Namgyal Lhamo Taklha Die Frauen von Tibet Nymphenburger Verlag, München 2007, 286 Seiten, 19,90 Euro
Vorsicht schien geboten. Wenn Namgyal Lhamo Taklha, eine hohe Adelige und Schwägerin des Dalai Lama, über die alte tibetische Gesellschaft schreibt, könnte sie leicht Gefahr laufen, das Vergangene zu idealisieren,denn gerade ihre Schicht hat unter der chinesischen Besetzung all ihre Privilegien verloren.Namgyal Lhamo Taklha erliegt dieser Gefahr nicht. Ihr Buch ist eine umfassende und gleichzeitig sehr persönliche Schilderung verschiedener Frauenschicksale, die ein umfassendes Bild von den Lebensumständen und den Entfaltungsmöglichkeiten der weiblichen Hälfte der tibetischen Bevölkerung vermittelt.

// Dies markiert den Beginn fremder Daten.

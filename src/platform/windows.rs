//! WMI service for the management backend
//!
//! Each [`WmiService::connect`] initialises COM on the calling thread and
//! opens a fresh `WMIConnection` to the requested namespace path, which may
//! name a remote host (`\\host\root\cimv2`).

use crate::management::{Instances, ManagementService, Namespace, ServiceFault};
use crate::record::{PropertyBag, Value};
use log::debug;
use std::collections::HashMap;
use wmi::{COMLibrary, Variant, WMIConnection, WMIError};

type ComInit = fn() -> Result<COMLibrary, WMIError>;

/// Run `strategies` in order and keep the first library that initialises,
/// falling back to `fallback` when none does
fn first_initialized<C, E: std::fmt::Display>(
    strategies: impl IntoIterator<Item = fn() -> Result<C, E>>,
    fallback: impl FnOnce() -> C,
) -> C {
    for init in strategies {
        match init() {
            Ok(com) => return com,
            Err(e) => debug!("COM initialization failed: {}", e),
        }
    }
    fallback()
}

/// Initialise COM on the calling thread
fn initialize_com() -> COMLibrary {
    let strategies: [ComInit; 2] = [
        // Fresh COM initialization
        COMLibrary::new,
        // COM without security init
        COMLibrary::without_security,
    ];
    // Assume COM is already initialized by the caller.
    // SAFETY: both initialisation attempts failed, which on this thread means
    // COM was set up earlier with a different concurrency model.
    first_initialized(strategies, || unsafe { COMLibrary::assume_initialized() })
}

/// Initialise COM and connect to `namespace_path`. The connection is
/// attempted exactly once; its error is returned as is.
fn create_wmi_connection(namespace_path: &str) -> Result<WMIConnection, ServiceFault> {
    let com = initialize_com();
    WMIConnection::with_namespace_path(namespace_path, com.into())
        .map_err(|e| ServiceFault::new(e.to_string()))
}

fn to_value(variant: Variant) -> Value {
    match variant {
        Variant::String(s) => Value::String(s),
        Variant::Bool(b) => Value::Bool(b),
        Variant::I1(v) => Value::Int(v.into()),
        Variant::I2(v) => Value::Int(v.into()),
        Variant::I4(v) => Value::Int(v.into()),
        Variant::I8(v) => Value::Int(v),
        Variant::UI1(v) => Value::UInt(v.into()),
        Variant::UI2(v) => Value::UInt(v.into()),
        Variant::UI4(v) => Value::UInt(v.into()),
        Variant::UI8(v) => Value::UInt(v),
        Variant::R4(v) => Value::Float(v.into()),
        Variant::R8(v) => Value::Float(v),
        Variant::Array(items) => Value::Array(items.into_iter().map(to_value).collect()),
        _ => Value::Null,
    }
}

fn to_bag(raw: HashMap<String, Variant>) -> PropertyBag {
    raw.into_iter()
        .map(|(name, variant)| (name, to_value(variant)))
        .collect()
}

/// The local WMI service
#[derive(Debug, Clone, Copy, Default)]
pub struct WmiService;

impl WmiService {
    pub fn new() -> Self {
        Self
    }
}

impl ManagementService for WmiService {
    type Namespace = WmiNamespace;

    fn connect(&self, namespace_path: &str) -> Result<WmiNamespace, ServiceFault> {
        let connection = create_wmi_connection(namespace_path)?;
        Ok(WmiNamespace { connection })
    }
}

/// An open WMI namespace
pub struct WmiNamespace {
    connection: WMIConnection,
}

impl Namespace for WmiNamespace {
    fn get_object(&self, object_path: &str) -> Result<PropertyBag, ServiceFault> {
        debug!("WMI get {}", object_path);
        self.connection
            .get_by_path::<HashMap<String, Variant>>(object_path)
            .map(to_bag)
            .map_err(|e| ServiceFault::new(e.to_string()))
    }

    fn instances_of(&self, class: &str) -> Result<Instances<'_>, ServiceFault> {
        let query = format!("SELECT * FROM {}", class);
        debug!("WMI query {}", query);
        let results = self
            .connection
            .exec_query_native_wrapper(query)
            .map_err(|e| ServiceFault::new(e.to_string()))?;

        Ok(Box::new(results.map(|item| {
            item.and_then(|object| object.into_desr::<HashMap<String, Variant>>())
                .map(to_bag)
                .map_err(|e| ServiceFault::new(e.to_string()))
        })))
    }
}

Natürlich war das alte Tibet von Emanzipation im europäischen Sinne weit entfernt. Alle öffentlichen Ämter wurden von Männern bekleidet. Die Nonnen, die ohnehin kaum zehn Prozent der Geistlichkeit ausmachten, erhielten nicht die volle Ordination, sondern durften nur das Novizengelübde ablegen. Ebenso waren andere Formen der institutionellen Diskriminierung verbreitet. Dennoch bringen viele Reisende aus Europa immer wieder ihre Verwunderung zum Ausdruck, wie selbstbewusst und selbstbestimmt die tibetischen Frauen auftreten. Schon vor Jahrhunderten waren sie in der Öffentlichkeit viel präsenter als etwa die Frauen in den Nachbarländern China und Indien.
Namgyal Lhamo Taklha macht deutlich,warum das so ist. Dabei doziert sie nicht, sondern lässt die Frauen selbst zu Wort kommen. Nomadenfrauen schildern ihren harten Alltag mit den Viehherden, Nonnen die Freiheiten des Klosterlebens und ihre Hingabe an die buddhistische Lehre, Adelige ihre gesellschaftlichen Verpflichtungen und Zwänge.
Auch die Mutter des Dalai Lama, in Tibet die „Große Mutter“ genannt, kommt ausführlich zu Wort. Bis zur Geburt ihres Sohnes, der im Alter von zwei Jahren als Dalai Lama erkannt wurde,war sie eine einfache Bäuerin aus dem Nordosten Tibets, nicht weit von der chinesischen Grenze, und sie kannte das harte, von Arbeit und Gebeten geprägte Leben. Mit der Anerkennung ihres Sohnes als tibetisches Oberhaupt änderte sich für sie alles und sie benötigte lange, um das zu begreifen. Doch obwohl sie „keinen Finger mehr rühren musste (...), sorgte sie sich nur um das Wohl anderer“, so ihre Schwiegertochter, Namgyal Lhamo Taklha.
Vor allem die Adeligen verschweigen in ihren Erzählungen nicht die patriarchalen Strukturen des alten Tibet.Wenn zum Beispiel die Sippe Ehen arrangierte, wurde vor allem darauf geachtet, den eigenen Einfluss zu vergrößern. Aber viele tibetische Frauen hatten die Kraft, sich innerhalb dieser Strukturen Freiräume zu erkämpfen und eigene Visionen zu verwirklichen. Namgyal Lhamo Taklha legt ein beredtes Zeugnis davon ab.